EXERCISE OBJECTIVE =
Across the whole listing, how many lines hold the word "when"? Reply with the number by itself.

*** SOURCE DATA Section Begins ***

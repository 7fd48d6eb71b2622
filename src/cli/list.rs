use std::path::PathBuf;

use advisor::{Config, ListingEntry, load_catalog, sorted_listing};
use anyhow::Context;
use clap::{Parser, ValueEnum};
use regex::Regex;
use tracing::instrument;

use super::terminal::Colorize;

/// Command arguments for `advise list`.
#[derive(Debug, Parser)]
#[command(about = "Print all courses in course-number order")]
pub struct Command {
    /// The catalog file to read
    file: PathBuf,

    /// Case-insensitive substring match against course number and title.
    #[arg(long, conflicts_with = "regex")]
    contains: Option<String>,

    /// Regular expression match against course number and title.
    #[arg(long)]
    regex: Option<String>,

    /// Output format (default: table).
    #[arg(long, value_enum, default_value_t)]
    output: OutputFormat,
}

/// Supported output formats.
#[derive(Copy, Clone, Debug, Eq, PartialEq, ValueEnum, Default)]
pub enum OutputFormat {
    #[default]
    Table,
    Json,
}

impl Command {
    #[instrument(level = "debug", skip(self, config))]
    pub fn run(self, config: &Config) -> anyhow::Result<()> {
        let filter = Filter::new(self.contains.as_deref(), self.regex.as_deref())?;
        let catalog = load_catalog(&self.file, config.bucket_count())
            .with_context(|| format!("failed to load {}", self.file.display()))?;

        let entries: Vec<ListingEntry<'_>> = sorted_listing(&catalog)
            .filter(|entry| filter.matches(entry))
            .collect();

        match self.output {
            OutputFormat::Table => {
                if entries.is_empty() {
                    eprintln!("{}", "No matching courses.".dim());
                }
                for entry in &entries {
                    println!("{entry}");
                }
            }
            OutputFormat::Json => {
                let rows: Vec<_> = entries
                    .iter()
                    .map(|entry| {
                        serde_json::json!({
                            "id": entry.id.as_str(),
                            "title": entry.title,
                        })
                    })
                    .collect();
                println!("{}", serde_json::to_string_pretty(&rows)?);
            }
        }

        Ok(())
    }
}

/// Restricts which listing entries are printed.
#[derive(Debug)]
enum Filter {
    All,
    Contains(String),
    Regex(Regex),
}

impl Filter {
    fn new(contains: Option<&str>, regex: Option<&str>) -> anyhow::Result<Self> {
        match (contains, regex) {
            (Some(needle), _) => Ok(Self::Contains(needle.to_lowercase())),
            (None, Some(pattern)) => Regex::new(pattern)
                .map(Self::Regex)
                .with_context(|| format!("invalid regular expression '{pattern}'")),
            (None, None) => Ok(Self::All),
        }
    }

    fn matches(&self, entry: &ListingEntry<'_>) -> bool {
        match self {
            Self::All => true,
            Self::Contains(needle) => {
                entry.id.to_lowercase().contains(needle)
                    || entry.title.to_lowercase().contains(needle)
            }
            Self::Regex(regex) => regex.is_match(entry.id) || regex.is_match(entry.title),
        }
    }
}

*** SOURCE DATA Section Ends ***
*** SOURCE DATA Section Begins ***

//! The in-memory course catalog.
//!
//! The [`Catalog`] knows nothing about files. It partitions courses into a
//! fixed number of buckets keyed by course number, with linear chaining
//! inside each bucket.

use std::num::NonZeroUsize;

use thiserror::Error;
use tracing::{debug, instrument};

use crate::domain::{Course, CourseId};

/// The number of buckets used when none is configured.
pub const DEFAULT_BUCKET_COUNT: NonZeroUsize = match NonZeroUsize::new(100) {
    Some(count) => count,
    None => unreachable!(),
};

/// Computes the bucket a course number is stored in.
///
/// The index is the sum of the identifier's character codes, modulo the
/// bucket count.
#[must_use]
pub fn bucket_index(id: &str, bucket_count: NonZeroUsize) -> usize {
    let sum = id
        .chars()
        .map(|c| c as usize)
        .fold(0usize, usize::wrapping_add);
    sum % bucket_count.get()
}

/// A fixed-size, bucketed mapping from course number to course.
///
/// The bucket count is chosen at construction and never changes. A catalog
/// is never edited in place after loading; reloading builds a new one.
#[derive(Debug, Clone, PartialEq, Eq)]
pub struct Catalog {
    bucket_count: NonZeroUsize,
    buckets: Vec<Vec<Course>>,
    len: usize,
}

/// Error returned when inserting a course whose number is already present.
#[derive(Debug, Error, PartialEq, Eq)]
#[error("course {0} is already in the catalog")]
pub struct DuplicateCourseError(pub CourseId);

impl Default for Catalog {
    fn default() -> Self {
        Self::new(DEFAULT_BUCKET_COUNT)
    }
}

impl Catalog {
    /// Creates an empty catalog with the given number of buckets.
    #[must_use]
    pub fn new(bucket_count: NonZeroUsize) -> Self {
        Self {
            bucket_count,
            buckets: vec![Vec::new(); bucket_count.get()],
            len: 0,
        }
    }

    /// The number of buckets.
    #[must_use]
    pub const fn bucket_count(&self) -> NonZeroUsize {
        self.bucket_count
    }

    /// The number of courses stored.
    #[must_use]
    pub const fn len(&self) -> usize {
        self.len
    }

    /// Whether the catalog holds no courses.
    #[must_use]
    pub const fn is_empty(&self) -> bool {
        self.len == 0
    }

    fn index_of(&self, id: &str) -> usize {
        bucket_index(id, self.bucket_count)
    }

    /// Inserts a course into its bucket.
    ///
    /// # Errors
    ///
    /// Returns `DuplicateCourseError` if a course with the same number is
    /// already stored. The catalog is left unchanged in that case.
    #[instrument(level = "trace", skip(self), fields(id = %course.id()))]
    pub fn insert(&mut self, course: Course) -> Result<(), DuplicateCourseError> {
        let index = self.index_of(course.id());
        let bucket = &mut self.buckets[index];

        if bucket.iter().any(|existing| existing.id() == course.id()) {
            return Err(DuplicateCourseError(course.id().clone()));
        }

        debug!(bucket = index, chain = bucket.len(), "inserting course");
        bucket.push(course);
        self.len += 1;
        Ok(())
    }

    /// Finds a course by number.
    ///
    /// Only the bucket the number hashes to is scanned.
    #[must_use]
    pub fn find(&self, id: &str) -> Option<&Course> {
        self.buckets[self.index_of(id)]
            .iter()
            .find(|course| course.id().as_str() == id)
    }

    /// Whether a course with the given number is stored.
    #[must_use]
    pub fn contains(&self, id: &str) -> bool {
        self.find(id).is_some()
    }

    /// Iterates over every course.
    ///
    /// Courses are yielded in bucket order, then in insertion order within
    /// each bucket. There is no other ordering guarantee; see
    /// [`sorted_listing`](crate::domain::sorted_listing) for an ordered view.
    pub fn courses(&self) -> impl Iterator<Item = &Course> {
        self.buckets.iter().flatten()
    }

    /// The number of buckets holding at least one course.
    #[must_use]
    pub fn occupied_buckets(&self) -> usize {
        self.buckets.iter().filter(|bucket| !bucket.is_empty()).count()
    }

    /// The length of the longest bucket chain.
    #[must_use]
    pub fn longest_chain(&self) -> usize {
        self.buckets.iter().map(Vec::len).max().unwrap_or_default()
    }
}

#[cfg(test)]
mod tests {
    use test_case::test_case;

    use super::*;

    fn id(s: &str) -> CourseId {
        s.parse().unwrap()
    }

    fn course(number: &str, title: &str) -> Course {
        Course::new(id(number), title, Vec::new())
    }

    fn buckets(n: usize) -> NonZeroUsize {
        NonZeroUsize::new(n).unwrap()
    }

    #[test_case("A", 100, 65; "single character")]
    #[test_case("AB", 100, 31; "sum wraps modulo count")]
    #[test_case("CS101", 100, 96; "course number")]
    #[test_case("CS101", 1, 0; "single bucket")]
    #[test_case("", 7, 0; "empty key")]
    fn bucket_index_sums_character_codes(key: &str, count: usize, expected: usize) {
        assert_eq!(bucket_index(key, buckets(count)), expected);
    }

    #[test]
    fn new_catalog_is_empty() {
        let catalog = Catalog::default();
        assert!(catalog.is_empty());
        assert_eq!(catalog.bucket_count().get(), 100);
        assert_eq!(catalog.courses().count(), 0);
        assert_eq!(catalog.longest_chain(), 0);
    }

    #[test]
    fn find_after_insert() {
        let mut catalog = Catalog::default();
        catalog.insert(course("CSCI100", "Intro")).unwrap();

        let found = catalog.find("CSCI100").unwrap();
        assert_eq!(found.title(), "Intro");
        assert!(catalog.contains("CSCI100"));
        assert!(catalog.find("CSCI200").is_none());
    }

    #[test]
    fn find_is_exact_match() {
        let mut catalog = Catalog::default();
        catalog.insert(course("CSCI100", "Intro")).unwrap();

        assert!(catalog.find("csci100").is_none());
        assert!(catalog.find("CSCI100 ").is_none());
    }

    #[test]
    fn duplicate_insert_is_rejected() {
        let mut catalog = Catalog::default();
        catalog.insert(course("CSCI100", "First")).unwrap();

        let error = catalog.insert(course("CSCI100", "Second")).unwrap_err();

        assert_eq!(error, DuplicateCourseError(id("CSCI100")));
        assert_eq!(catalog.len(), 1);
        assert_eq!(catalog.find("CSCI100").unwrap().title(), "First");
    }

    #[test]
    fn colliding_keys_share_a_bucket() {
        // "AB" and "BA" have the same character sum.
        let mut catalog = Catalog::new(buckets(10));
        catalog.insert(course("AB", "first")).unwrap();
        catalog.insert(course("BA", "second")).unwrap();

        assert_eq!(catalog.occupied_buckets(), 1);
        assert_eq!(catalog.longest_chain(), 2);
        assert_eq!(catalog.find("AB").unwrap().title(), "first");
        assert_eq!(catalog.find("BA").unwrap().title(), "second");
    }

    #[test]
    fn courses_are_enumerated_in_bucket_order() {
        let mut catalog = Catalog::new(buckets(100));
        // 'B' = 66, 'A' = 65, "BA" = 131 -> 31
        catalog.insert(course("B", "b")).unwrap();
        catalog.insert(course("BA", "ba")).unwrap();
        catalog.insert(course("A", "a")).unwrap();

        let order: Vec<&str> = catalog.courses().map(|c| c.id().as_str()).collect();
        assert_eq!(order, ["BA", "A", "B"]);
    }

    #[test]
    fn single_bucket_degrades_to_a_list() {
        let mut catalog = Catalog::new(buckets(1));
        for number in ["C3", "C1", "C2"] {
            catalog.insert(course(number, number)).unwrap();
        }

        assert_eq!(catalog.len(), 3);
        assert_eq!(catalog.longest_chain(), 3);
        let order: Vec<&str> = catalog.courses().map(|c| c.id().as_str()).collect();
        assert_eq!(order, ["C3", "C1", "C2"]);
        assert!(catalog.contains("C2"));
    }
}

*** SOURCE DATA Section Ends ***
*** SOURCE DATA Section Begins ***

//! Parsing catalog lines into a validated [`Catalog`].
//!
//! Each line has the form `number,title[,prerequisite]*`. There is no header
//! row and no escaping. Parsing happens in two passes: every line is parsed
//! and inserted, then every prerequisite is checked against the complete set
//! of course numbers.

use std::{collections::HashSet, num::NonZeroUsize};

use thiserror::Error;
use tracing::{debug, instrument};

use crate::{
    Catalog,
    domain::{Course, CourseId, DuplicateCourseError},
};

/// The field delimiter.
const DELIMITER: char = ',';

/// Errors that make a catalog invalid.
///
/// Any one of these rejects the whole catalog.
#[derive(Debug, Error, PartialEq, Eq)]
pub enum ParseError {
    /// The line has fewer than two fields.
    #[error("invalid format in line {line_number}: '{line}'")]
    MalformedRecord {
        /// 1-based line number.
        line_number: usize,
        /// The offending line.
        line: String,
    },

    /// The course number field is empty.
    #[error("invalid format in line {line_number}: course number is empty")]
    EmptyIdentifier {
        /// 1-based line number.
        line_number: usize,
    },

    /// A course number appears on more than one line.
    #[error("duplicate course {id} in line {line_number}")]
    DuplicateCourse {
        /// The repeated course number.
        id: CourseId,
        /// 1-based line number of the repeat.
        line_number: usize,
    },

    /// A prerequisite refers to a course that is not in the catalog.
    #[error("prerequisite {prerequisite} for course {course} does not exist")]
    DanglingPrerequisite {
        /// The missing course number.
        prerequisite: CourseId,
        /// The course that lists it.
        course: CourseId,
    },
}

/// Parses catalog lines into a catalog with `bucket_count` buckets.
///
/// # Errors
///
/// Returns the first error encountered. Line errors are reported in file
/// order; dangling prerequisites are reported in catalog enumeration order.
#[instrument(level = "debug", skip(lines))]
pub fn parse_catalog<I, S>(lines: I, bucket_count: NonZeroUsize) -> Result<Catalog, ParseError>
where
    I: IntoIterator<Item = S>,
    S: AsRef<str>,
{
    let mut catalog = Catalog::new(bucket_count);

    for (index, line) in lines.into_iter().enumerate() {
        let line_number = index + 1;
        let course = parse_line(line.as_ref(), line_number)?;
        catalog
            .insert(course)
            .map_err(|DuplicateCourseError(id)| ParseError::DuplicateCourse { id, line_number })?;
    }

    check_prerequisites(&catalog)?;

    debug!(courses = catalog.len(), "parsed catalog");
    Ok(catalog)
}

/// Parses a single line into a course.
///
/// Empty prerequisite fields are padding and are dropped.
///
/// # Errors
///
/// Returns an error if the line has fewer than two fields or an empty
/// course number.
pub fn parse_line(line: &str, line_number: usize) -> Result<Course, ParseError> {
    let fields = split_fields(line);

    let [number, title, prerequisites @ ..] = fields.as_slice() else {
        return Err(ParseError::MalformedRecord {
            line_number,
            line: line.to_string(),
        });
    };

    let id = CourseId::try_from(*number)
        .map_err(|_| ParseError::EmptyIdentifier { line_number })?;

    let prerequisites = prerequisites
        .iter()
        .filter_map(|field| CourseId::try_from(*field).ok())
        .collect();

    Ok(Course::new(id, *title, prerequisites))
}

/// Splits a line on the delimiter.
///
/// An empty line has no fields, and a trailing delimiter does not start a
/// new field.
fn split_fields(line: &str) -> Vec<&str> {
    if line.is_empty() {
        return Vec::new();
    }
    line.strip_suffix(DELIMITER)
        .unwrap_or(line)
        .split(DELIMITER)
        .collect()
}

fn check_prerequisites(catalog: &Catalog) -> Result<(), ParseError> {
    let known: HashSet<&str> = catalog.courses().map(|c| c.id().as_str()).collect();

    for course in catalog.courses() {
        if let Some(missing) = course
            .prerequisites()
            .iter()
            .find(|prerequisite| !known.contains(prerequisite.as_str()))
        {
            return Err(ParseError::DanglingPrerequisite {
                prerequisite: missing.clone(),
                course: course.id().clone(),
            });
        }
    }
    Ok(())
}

*** SOURCE DATA Section Ends ***

EXERCISE RESULT =
2